With cell providers, nearly all of them have call blocking technology. Some automatically recognize spam calls and in other instances, you can add an app like PrivacyStar to your mobile phone and either place a number on the blacklist or if it already is, a pop up will ask if you want the caller blocked.

Limit the distribution of your home and cell number

  • Don’t hand out your number like candy.
  • Don’t allow phone apps to store your mobile number. What you have just done is agreed to let them distribute your number to third parties. You can find a list of Android apps here, that by using them,  allow your data to be re-distributed.
  • Don’t give your number to online surveys, polls or petitions.
  • Don’t provide your phone numbers to retailers or other businesses who ask for them in order to provide you a “club” discount card.
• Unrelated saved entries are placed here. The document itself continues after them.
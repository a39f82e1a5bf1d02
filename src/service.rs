//! The process-wide telephony service.
//!
//! A host wants exactly one WebRTC channel, so the [`Supervisor`] lives in a
//! lazily initialized global configured from the environment.

use once_cell::sync::OnceCell;

use crate::{config::ServiceConfig, error::Result, supervisor::Supervisor};

static SERVICE: OnceCell<Supervisor> = OnceCell::new();

/// The shared supervisor, built from the environment on first use.
pub fn webrtc_service() -> &'static Supervisor {
    SERVICE.get_or_init(|| Supervisor::new(ServiceConfig::from_env()))
}

/// Starts the shared service and hands it back once the worker is ready.
pub async fn start_webrtc_service() -> Result<&'static Supervisor> {
    let service = webrtc_service();
    service.start().await?;
    Ok(service)
}

/// Stops the shared service if it was ever created.
pub async fn stop_webrtc_service() {
    if let Some(service) = SERVICE.get() {
        service.stop().await;
    }
}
If they insist on a number, either write 111-111-1111 in the blank or give them a “Google Voice” number, you can obtain here.
  • Don’t donate to charities over the telephone. Investigate the charity online and if you find them worthy of a contribution, do so with a secure payment method such as PayPal.

A final sobering note here. None of the above are ultimate silver bullets. This whole national headache of spam calling is like an arms race or spy vs. spy. For example, back to the advice I gave you on Caller ID units as a method of screening your calls. There are a wide array of software based services that spam callers subscribe to in order to display phone numbers on your Caller ID device that are not the real originating number. They are known as Caller ID spoofing.

In many cases, the spoofed number will display as a local area code. In order to render spam calls less profitable, you must maintain a situational awareness regarding the number you see displayed. If there is any doubt, refrain from answering.

You can look up the number on a Google or Yahoo search and find out if it was telemarketing or phishing, and by not picking up the phone, chances are that your number will be removed from those active lists we talked about earlier.

Now you know what you need to do – get to it.